My parents moved to Williams Lake from Vancouver 64 years ago this spring.

Editor:

My parents moved to Williams Lake from Vancouver 64 years ago this spring.

My father was the new doctor for the village of 1,100 people.

Known as “a dusty cow town,” famous for its annual rodeo, it was also a very good place to live and raise a family.

Everyone knew each other, and there were not a lot of problems.

This is not the case now, as two major issues need to be addressed.

There is a lack of doctors to provide medical services, and many families, ours included, are without a physician. The second matter of concern is that Williams Lake, which has had very poor air quality since the 1960s, now has an application proposal by Atlantic Power Corp to burn 50 per cent creosoted rail ties at the cogeneration plant.

None of these situations are good, and yet there are solutions available. My father and his partner, JB Ringwood, a surgeon from Alberta who he met in the Second World War in England, worked very hard in the early days to provide care to a town with a rapidly growing population.

As a shareholder in the Yorston/Atwood clinic, I have appealed to the doctors who have retired in just the last two or three years to “un-retire” to provide medical care to residents who really need their help.

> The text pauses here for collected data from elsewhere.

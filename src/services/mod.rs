//! Services layer - Business logic
//!
//! This module contains all business logic services for the MyVillage
//! backend. Services are responsible for:
//! - Implementing business rules
//! - Coordinating between repositories
//! - Handling validation and error cases

pub mod feed;
pub mod notification;
pub mod password;
pub mod post;
pub mod rate_limiter;
pub mod user;

pub use feed::{FeedService, FeedServiceError};
pub use notification::{NotificationService, NotificationServiceError};
pub use password::{hash_password, verify_password};
pub use post::{PostService, PostServiceError};
pub use rate_limiter::LoginRateLimiter;
pub use user::{LoginInput, UserService, UserServiceError};
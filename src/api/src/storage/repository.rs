//! SQLite repository for fan-battle submissions and leaderboards

use anyhow::{Context, Result};
use chrono::{DateTime, Utc};
use rusqlite::{params, Connection};
use std::path::Path;

use super::schema::create_tables;
use crate::battles::BattlePrediction;

/// A submission about to be stored
#[derive(Debug, Clone)]
pub struct NewBattle {
    pub user_id: String,
    pub race_id: String,
    pub prediction: BattlePrediction,
    pub score: i64,
}

/// A stored submission
#[cfg(test)]
#[derive(Debug, Clone)]
pub struct StoredBattle {
    pub id: i64,
    pub user_id: String,
    pub race_id: String,
    pub prediction: BattlePrediction,
    pub score: i64,
    pub created_at: DateTime<Utc>,
}

/// One leaderboard line
#[derive(Debug, Clone, PartialEq)]
pub struct LeaderboardRow {
    pub user_id: String,
    pub race_id: String,
    pub score: i64,
    pub created_at: DateTime<Utc>,
}

/// Repository for fan battles
pub struct BattleRepository {
    conn: Connection,
}

impl BattleRepository {
    /// Create a new repository, initializing the database if needed
    pub fn new(db_path: &Path) -> Result<Self> {
        // Create parent directories if needed
        if let Some(parent) = db_path.parent() {
            std::fs::create_dir_all(parent).context("Failed to create database directory")?;
        }

        let conn = Connection::open(db_path).context("Failed to open database")?;

        create_tables(&conn)?;

        Ok(Self { conn })
    }

    /// Create an in-memory repository (for testing)
    #[cfg(test)]
    pub fn in_memory() -> Result<Self> {
        let conn = Connection::open_in_memory()?;
        create_tables(&conn)?;
        Ok(Self { conn })
    }

    // ==================== Insert Operations ====================

    /// Store a submission stamped with the current time, returning its id
    pub fn insert_battle(&self, battle: &NewBattle) -> Result<i64> {
        self.insert_battle_at(battle, Utc::now())
    }

    /// Store a submission with an explicit timestamp, returning its id
    pub fn insert_battle_at(&self, battle: &NewBattle, created_at: DateTime<Utc>) -> Result<i64> {
        let prediction_json =
            serde_json::to_string(&battle.prediction).context("Failed to encode prediction")?;

        self.conn.execute(
            r#"
            INSERT INTO battles (user_id, race_id, prediction_json, score, created_at)
            VALUES (?1, ?2, ?3, ?4, ?5)
            "#,
            params![
                battle.user_id,
                battle.race_id,
                prediction_json,
                battle.score,
                created_at,
            ],
        )?;

        Ok(self.conn.last_insert_rowid())
    }

    // ==================== Query Operations ====================

    /// Get a submission by id
    #[cfg(test)]
    pub fn get_battle(&self, id: i64) -> Result<Option<StoredBattle>> {
        use rusqlite::OptionalExtension;

        let row = self
            .conn
            .query_row(
                r#"
                SELECT id, user_id, race_id, prediction_json, score, created_at
                FROM battles
                WHERE id = ?1
                "#,
                [id],
                |row| {
                    Ok((
                        row.get::<_, i64>(0)?,
                        row.get::<_, String>(1)?,
                        row.get::<_, String>(2)?,
                        row.get::<_, String>(3)?,
                        row.get::<_, i64>(4)?,
                        row.get::<_, DateTime<Utc>>(5)?,
                    ))
                },
            )
            .optional()?;

        row.map(|(id, user_id, race_id, prediction_json, score, created_at)| -> Result<StoredBattle> {
            let prediction = serde_json::from_str(&prediction_json)
                .with_context(|| format!("Corrupt prediction for battle {}", id))?;
            Ok(StoredBattle {
                id,
                user_id,
                race_id,
                prediction,
                score,
                created_at,
            })
        })
        .transpose()
    }

    /// Top scores for a race: highest score first, earliest submission wins ties
    pub fn get_leaderboard(&self, race_id: &str, limit: usize) -> Result<Vec<LeaderboardRow>> {
        let mut stmt = self.conn.prepare(
            r#"
            SELECT user_id, race_id, score, created_at
            FROM battles
            WHERE race_id = ?1
            ORDER BY score DESC, created_at ASC, id ASC
            LIMIT ?2
            "#,
        )?;

        let rows = stmt
            .query_map(params![race_id, limit as i64], |row| {
                Ok(LeaderboardRow {
                    user_id: row.get(0)?,
                    race_id: row.get(1)?,
                    score: row.get(2)?,
                    created_at: row.get(3)?,
                })
            })?
            .collect::<std::result::Result<Vec<_>, _>>()?;

        Ok(rows)
    }

    /// Get battle count for a race
    pub fn get_battle_count(&self, race_id: &str) -> Result<i64> {
        let count: i64 = self.conn.query_row(
            "SELECT COUNT(*) FROM battles WHERE race_id = ?1",
            [race_id],
            |row| row.get(0),
        )?;
        Ok(count)
    }
}

#[cfg(test)]
mod tests {
    use super::*;
    use chrono::TimeZone;

    fn create_test_battle(user_id: &str, race_id: &str, score: i64) -> NewBattle {
        let mut prediction = BattlePrediction::new();
        prediction.insert("VER".to_string(), 1);
        prediction.insert("LEC".to_string(), 2);
        NewBattle {
            user_id: user_id.to_string(),
            race_id: race_id.to_string(),
            prediction,
            score,
        }
    }

    fn at(secs: i64) -> DateTime<Utc> {
        Utc.timestamp_opt(1_700_000_000 + secs, 0).unwrap()
    }

    #[test]
    fn test_insert_and_get_battle() {
        let repo = BattleRepository::in_memory().unwrap();
        let battle = create_test_battle("fan1", "2023-01-bahrain", 47);

        let id = repo.insert_battle_at(&battle, at(0)).unwrap();
        let stored = repo.get_battle(id).unwrap().unwrap();

        assert_eq!(stored.user_id, "fan1");
        assert_eq!(stored.race_id, "2023-01-bahrain");
        assert_eq!(stored.score, 47);
        assert_eq!(stored.prediction, battle.prediction);
        assert_eq!(stored.created_at, at(0));
    }

    #[test]
    fn test_get_missing_battle() {
        let repo = BattleRepository::in_memory().unwrap();
        assert!(repo.get_battle(99).unwrap().is_none());
    }

    #[test]
    fn test_ids_are_sequential() {
        let repo = BattleRepository::in_memory().unwrap();
        let first = repo.insert_battle(&create_test_battle("a", "r", 1)).unwrap();
        let second = repo.insert_battle(&create_test_battle("b", "r", 2)).unwrap();
        assert!(second > first);
    }

    #[test]
    fn test_leaderboard_ordering() {
        let repo = BattleRepository::in_memory().unwrap();
        let race = "2023-12-japan";

        repo.insert_battle_at(&create_test_battle("late_high", race, 60), at(10)).unwrap();
        repo.insert_battle_at(&create_test_battle("low", race, 10), at(0)).unwrap();
        repo.insert_battle_at(&create_test_battle("early_high", race, 60), at(5)).unwrap();
        repo.insert_battle_at(&create_test_battle("other_race", "2023-13-austin", 99), at(1))
            .unwrap();

        let board = repo.get_leaderboard(race, 50).unwrap();
        let users: Vec<_> = board.iter().map(|r| r.user_id.as_str()).collect();

        assert_eq!(users, vec!["early_high", "late_high", "low"]);
        assert!(board.iter().all(|r| r.race_id == race));
    }

    #[test]
    fn test_leaderboard_same_timestamp_uses_insert_order() {
        let repo = BattleRepository::in_memory().unwrap();
        repo.insert_battle_at(&create_test_battle("first", "r", 5), at(0)).unwrap();
        repo.insert_battle_at(&create_test_battle("second", "r", 5), at(0)).unwrap();

        let board = repo.get_leaderboard("r", 10).unwrap();
        assert_eq!(board[0].user_id, "first");
        assert_eq!(board[1].user_id, "second");
    }

    #[test]
    fn test_leaderboard_limit() {
        let repo = BattleRepository::in_memory().unwrap();
        for i in 0..15 {
            repo.insert_battle_at(&create_test_battle(&format!("fan{}", i), "r", i), at(i))
                .unwrap();
        }

        let board = repo.get_leaderboard("r", 10).unwrap();
        assert_eq!(board.len(), 10);
        assert_eq!(board[0].score, 14);
        assert_eq!(repo.get_battle_count("r").unwrap(), 15);
    }

    #[test]
    fn test_file_backed_repository() {
        let dir = tempfile::tempdir().unwrap();
        let db_path = dir.path().join("nested").join("battles.sqlite");

        {
            let repo = BattleRepository::new(&db_path).unwrap();
            repo.insert_battle(&create_test_battle("fan", "r", 3)).unwrap();
        }

        let reopened = BattleRepository::new(&db_path).unwrap();
        assert_eq!(reopened.get_battle_count("r").unwrap(), 1);
    }
}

There are seven physicians from the clinic that could renew their licences, and others who practice out of the hospital. Doctors do agree to the Oath of Hippocrates, and some of them should give back to the community, if at all possible.

I am part of a group of “concerned citizens” who are opposed to the burning of creosoted railway ties in the co-gen plant.

These ties are highly toxic, and should be disposed of at a toxic waste treatment facility which exists in Swan Hills, Alta. Or, a facility could be built in B.C., centrally located in the province, in an area with a low population and good ventilation.

The Liberal Government has already been very good to CN Rail, selling them BC Rail (our most valuable utility) at a fraction of its worth, and in a very crooked deal that involved illegalities and high ranking cabinet ministers. CN Rail stands to save a lot of money by dumping their toxic ties in Williams Lake, and Atlantic Power will make a lot of money on the deal, getting free fuel for their plant as well as a “tipping fee”, which amounts to a bribe, to accept these ties. Meanwhile, logging debris is burned in cull piles in the bush.

This wood waste could be transported to town in large container bins on logging trucks, and sorted at the co-gen plant, with some of the wood being sold to the Pellet Plant. It is economically feasible to bring this wood in, and would create employment.

Jobs will not be lost if the ties are not burned here. Other communities have rejected applications to burn ties — Kamloops, Salmon Arm, and Kelowna, and for the same reasons. There are dioxins and furans which are carcinogenic, which will go into our air shed, which is already at 85 per cent capacity. Burning ties here would be a huge step backward. The Paris Agreement is supposed to mean something. WL is an industrial community, located in a valley bowl, that has air inversions in both winter and summer, and a lot of road dust.

These issues all have to do with the quality of life here, and need to be addressed.